Editor: Gordon Bohannan                     Associate Editor: Barbara Hopper

Volume 8 - Number III                     Fall 2008

new home

Time: 2:00 p.m. to 4:00 p.m.

President's Report

Fall is rapidly approaching us, as we have planned, the Society's building will be dedicated on Sunday, 5 October 2008 beginning at 2:00 p.m. We hope you will make plans now to be with us for this event. Charles Bryan, President of the Virginia Historical Society will be the speaker for the dedication event. Light refreshments will be served on the grounds. If you are interested in volunteering to serve in any capacity for this event, please contact me at the Society office or at home in Surry.
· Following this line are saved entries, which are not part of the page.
//! A project: one grid plus its history.
//!
//! Writes (apply, undo, redo, replay) hold the history lock for their whole
//! duration, so at most one runs per project. The current grid lives behind a
//! separate `RwLock<Arc<Grid>>` that is only swapped once a write has fully
//! computed its result; readers clone the `Arc` and never wait for a write in
//! progress.

use parking_lot::{Mutex, RwLock};
use serde_json::Value;
use std::sync::Arc;
use uuid::Uuid;

use super::events::{self, HistoryAction, HistoryEvent};
use super::{apply, History, HistoryEntry};
use crate::config::EngineConfig;
use crate::error::{HistoryError, HistoryResult, OperationResult};
use crate::models::Grid;
use crate::operations::registry::OperationRegistry;
use crate::operations::Operation;

/// Outcome of a committed write
#[derive(Debug, Clone)]
pub struct Transition {
    pub event: HistoryEvent,
    pub grid: Arc<Grid>,
}

#[derive(Debug)]
pub struct Project {
    id: Uuid,
    config: EngineConfig,
    state: RwLock<Arc<Grid>>,
    history: Mutex<History>,
}

impl Project {
    pub fn new(grid: Grid, config: EngineConfig) -> Self {
        let history = History::new(config.history_limit);
        Self {
            id: Uuid::new_v4(),
            config,
            state: RwLock::new(Arc::new(grid)),
            history: Mutex::new(history),
        }
    }

    pub fn id(&self) -> Uuid {
        self.id
    }

    pub fn config(&self) -> &EngineConfig {
        &self.config
    }

    /// Current grid. Never blocks on a write in progress.
    pub fn snapshot(&self) -> Arc<Grid> {
        self.state.read().clone()
    }

    pub fn can_undo(&self) -> bool {
        self.history.lock().can_undo()
    }

    pub fn can_redo(&self) -> bool {
        self.history.lock().can_redo()
    }

    /// Apply `op` to the current grid and record it.
    pub fn apply(&self, op: Box<dyn Operation>) -> HistoryResult<Transition> {
        let mut history = self.history.lock();
        self.apply_locked(&mut history, op)
    }

    /// Deserialize `doc` through `registry`, then apply it.
    pub fn apply_json(&self, doc: &Value, registry: &OperationRegistry) -> HistoryResult<Transition> {
        let op = registry.deserialize(doc)?;
        self.apply(op)
    }

    pub fn undo(&self) -> HistoryResult<Transition> {
        let mut history = self.history.lock();
        let current = self.snapshot();
        let (grid, entry) = history.undo(&current)?;
        let event = self.event(entry, HistoryAction::Undone, &grid);
        Ok(self.commit(grid, event))
    }

    pub fn redo(&self) -> HistoryResult<Transition> {
        let mut history = self.history.lock();
        let current = self.snapshot();
        let (grid, entry) = history.redo(&current)?;
        let event = self.event(entry, HistoryAction::Redone, &grid);
        Ok(self.commit(grid, event))
    }

    /// Apply a persisted list of operations in order.
    ///
    /// Stops at the first entry that fails to load or apply, reporting its
    /// index. Entries before it stay applied.
    pub fn replay(&self, docs: &[Value], registry: &OperationRegistry) -> HistoryResult<usize> {
        let mut history = self.history.lock();
        tracing::info!(project = %self.id, operations = docs.len(), "replaying history");

        for (index, doc) in docs.iter().enumerate() {
            let op = registry
                .deserialize(doc)
                .map_err(|source| HistoryError::Replay { index, source })?;
            self.apply_locked(&mut history, op).map_err(|e| match e {
                HistoryError::Operation(source) => HistoryError::Replay { index, source },
                other => other,
            })?;
        }
        Ok(docs.len())
    }

    /// Applied operations in canonical JSON.
    pub fn history_json(&self) -> OperationResult<Vec<Value>> {
        self.history.lock().operations_json()
    }

    fn apply_locked(&self, history: &mut History, op: Box<dyn Operation>) -> HistoryResult<Transition> {
        let current = self.snapshot();
        let (grid, change) = apply(op.as_ref(), &current, &self.config)?;
        let entry = history.push(HistoryEntry::new(op, change));
        let event = self.event(entry, HistoryAction::Applied, &grid);
        Ok(self.commit(grid, event))
    }

    fn event(&self, entry: &HistoryEntry, action: HistoryAction, grid: &Grid) -> HistoryEvent {
        HistoryEvent {
            project_id: self.id,
            entry_id: entry.id,
            action,
            description: entry.operation.description(),
            columns_diff: entry.operation.columns_diff(),
            row_count: grid.row_count(),
        }
    }

    fn commit(&self, grid: Grid, event: HistoryEvent) -> Transition {
        let grid = Arc::new(grid);
        *self.state.write() = grid.clone();
        events::publish(event.clone());
        Transition { event, grid }
    }
}

#[cfg(test)]
mod tests {
    use super::*;
    use crate::error::ErrorKind;
    use crate::operations::cell::MultiValuedCellSplitOperation;
    use crate::operations::registry::OPERATION_REGISTRY;
    use serde_json::json;
    use tokio::sync::broadcast::error::TryRecvError;

    fn project() -> Project {
        let grid = Grid::from_values(
            &["key", "value"],
            vec![vec!["r1", "a|b"], vec!["r2", "c|d|e"]],
        )
        .unwrap();
        Project::new(grid, EngineConfig::default())
    }

    fn split() -> Box<dyn Operation> {
        Box::new(MultiValuedCellSplitOperation::new("value", "key", "|", false))
    }

    #[test]
    fn test_apply_undo_redo() {
        let project = project();
        let original = project.snapshot();

        let applied = project.apply(split()).unwrap();
        assert_eq!(applied.event.action, HistoryAction::Applied);
        assert_eq!(applied.grid.row_count(), 5);
        assert_eq!(project.snapshot().row_count(), 5);

        let undone = project.undo().unwrap();
        assert_eq!(undone.event.entry_id, applied.event.entry_id);
        assert_eq!(*project.snapshot(), *original);

        let redone = project.redo().unwrap();
        assert_eq!(redone.event.action, HistoryAction::Redone);
        assert_eq!(*project.snapshot(), *applied.grid);
    }

    #[test]
    fn test_snapshot_is_stable_across_writes() {
        let project = project();
        let before = project.snapshot();
        project.apply(split()).unwrap();
        assert_eq!(before.row_count(), 2);
    }

    #[test]
    fn test_failed_apply_leaves_state() {
        let project = project();
        let before = project.snapshot();
        let err = project
            .apply(Box::new(MultiValuedCellSplitOperation::new("nope", "key", "|", false)))
            .unwrap_err();
        assert_eq!(err.kind(), ErrorKind::ColumnNotFound);
        assert!(Arc::ptr_eq(&before, &project.snapshot()));
        assert!(!project.can_undo());
    }

    #[test]
    fn test_events_are_published() {
        let mut rx = events::subscribe();
        let project = project();
        let applied = project.apply(split()).unwrap();

        // Other tests publish on the same channel
        let mut seen = false;
        loop {
            match rx.try_recv() {
                Ok(event) => seen |= event.entry_id == applied.event.entry_id,
                Err(TryRecvError::Lagged(_)) => continue,
                Err(_) => break,
            }
        }
        assert!(seen);
    }

    #[test]
    fn test_replay_and_history_json() {
        let source = project();
        source.apply(split()).unwrap();
        let docs = source.history_json().unwrap();
        assert_eq!(docs[0]["mode"], "separator");

        let target = project();
        assert_eq!(target.replay(&docs, &OPERATION_REGISTRY).unwrap(), 1);
        assert_eq!(*target.snapshot(), *source.snapshot());
    }

    #[test]
    fn test_replay_reports_failing_index() {
        let project = project();
        let docs = vec![
            json!({"op": "core/multivalued-cell-split", "columnName": "value",
                   "keyColumnName": "key", "mode": "plain", "separator": "|"}),
            json!({"op": "core/unknown"}),
            json!({"op": "core/column-removal", "columnName": "value"}),
        ];
        let err = project.replay(&docs, &OPERATION_REGISTRY).unwrap_err();
        assert!(matches!(err, HistoryError::Replay { index: 1, .. }));
        assert_eq!(err.kind(), ErrorKind::UnknownOperationType);

        // First entry stays applied
        assert_eq!(project.snapshot().row_count(), 5);
        assert_eq!(project.history_json().unwrap().len(), 1);
    }

    #[test]
    fn test_zero_history_limit_still_applies() {
        let grid = project().snapshot().as_ref().clone();
        let config = EngineConfig {
            history_limit: Some(0),
            ..EngineConfig::default()
        };
        let project = Project::new(grid, config);

        let applied = project.apply(split()).unwrap();
        assert_eq!(applied.grid.row_count(), 5);
        assert!(project.can_undo());
        assert_eq!(project.undo().unwrap().grid.row_count(), 2);
    }

    #[test]
    fn test_apply_json() {
        let project = project();
        let doc = json!({"op": "core/column-removal", "columnName": "value"});
        let t = project.apply_json(&doc, &OPERATION_REGISTRY).unwrap();
        assert_eq!(t.grid.column_names(), vec!["key"]);
    }
}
We extend thanks to Bill and Bess Richardson for serving and representing the Society during the Pork, Peanut, and Pine Festival and the African American Family Reunion Weekend both of which were held at Chippokes State Park Plantation. Additionally, thanks to all the volunteers who serve the Society each week organizing, shelving, and greeting visitors as well as researchers.

Bill Fox and Troilen Seward are working to find grant support for the purpose of restoring the Deck House of the ferry, Captain John Smith. It is currently housed on the property of S. Wallace Edwards. Any grant support that is realized will be used to complete restoration of the Deck House and move it to the grounds of the Society Building for public display.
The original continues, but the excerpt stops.